Exercise requirements -> Each line in the listing below that contains "EmbedArgs" should be returned.

____________

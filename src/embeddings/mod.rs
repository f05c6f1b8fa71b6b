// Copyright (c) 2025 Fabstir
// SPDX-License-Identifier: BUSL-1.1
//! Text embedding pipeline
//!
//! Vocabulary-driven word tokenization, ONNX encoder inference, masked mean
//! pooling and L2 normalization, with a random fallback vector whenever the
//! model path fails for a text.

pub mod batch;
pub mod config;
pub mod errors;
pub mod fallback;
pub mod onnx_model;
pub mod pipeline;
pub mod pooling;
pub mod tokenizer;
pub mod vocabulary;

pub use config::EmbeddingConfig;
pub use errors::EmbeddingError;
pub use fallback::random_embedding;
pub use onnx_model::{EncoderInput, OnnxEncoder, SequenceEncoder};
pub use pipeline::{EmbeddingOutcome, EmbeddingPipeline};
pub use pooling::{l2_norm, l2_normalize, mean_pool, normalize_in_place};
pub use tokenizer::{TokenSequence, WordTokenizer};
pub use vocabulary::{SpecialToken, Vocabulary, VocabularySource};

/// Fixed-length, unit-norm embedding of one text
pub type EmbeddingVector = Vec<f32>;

____________

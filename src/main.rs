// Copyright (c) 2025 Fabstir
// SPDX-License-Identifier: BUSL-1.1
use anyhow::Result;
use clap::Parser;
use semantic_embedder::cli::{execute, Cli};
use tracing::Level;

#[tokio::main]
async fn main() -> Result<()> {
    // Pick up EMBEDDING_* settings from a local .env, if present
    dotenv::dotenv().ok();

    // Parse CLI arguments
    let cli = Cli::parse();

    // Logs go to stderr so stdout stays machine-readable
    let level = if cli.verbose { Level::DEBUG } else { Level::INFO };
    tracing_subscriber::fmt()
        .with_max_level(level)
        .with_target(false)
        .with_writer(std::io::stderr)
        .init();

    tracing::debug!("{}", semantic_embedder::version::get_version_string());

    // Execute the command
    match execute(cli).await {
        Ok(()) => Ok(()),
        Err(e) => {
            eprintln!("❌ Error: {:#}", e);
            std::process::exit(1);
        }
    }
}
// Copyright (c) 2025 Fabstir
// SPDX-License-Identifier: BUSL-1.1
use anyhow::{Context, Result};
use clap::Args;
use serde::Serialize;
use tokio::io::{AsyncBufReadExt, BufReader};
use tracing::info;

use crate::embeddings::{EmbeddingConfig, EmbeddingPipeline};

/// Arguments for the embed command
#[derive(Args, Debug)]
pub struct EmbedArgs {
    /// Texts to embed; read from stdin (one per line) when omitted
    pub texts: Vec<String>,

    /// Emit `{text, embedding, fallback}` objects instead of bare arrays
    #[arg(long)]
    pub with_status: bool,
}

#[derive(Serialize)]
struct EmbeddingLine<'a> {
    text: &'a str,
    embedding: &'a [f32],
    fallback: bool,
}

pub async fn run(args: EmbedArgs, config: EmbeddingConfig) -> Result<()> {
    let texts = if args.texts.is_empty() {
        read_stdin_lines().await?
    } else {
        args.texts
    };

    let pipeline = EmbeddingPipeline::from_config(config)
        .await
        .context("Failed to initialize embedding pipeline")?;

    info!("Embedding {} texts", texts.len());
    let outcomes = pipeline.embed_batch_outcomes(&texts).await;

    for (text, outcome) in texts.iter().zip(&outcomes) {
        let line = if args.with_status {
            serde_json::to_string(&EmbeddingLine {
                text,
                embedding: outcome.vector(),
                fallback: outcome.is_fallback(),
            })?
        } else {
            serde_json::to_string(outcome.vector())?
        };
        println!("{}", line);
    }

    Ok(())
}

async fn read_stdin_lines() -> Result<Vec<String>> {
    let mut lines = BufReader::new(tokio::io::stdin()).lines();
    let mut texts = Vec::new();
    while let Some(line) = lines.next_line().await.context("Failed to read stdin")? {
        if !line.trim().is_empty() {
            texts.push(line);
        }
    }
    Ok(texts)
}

____________

Answer for this exercise ->
pub struct EmbedArgs {
pub async fn run(args: EmbedArgs, config: EmbeddingConfig) -> Result<()> {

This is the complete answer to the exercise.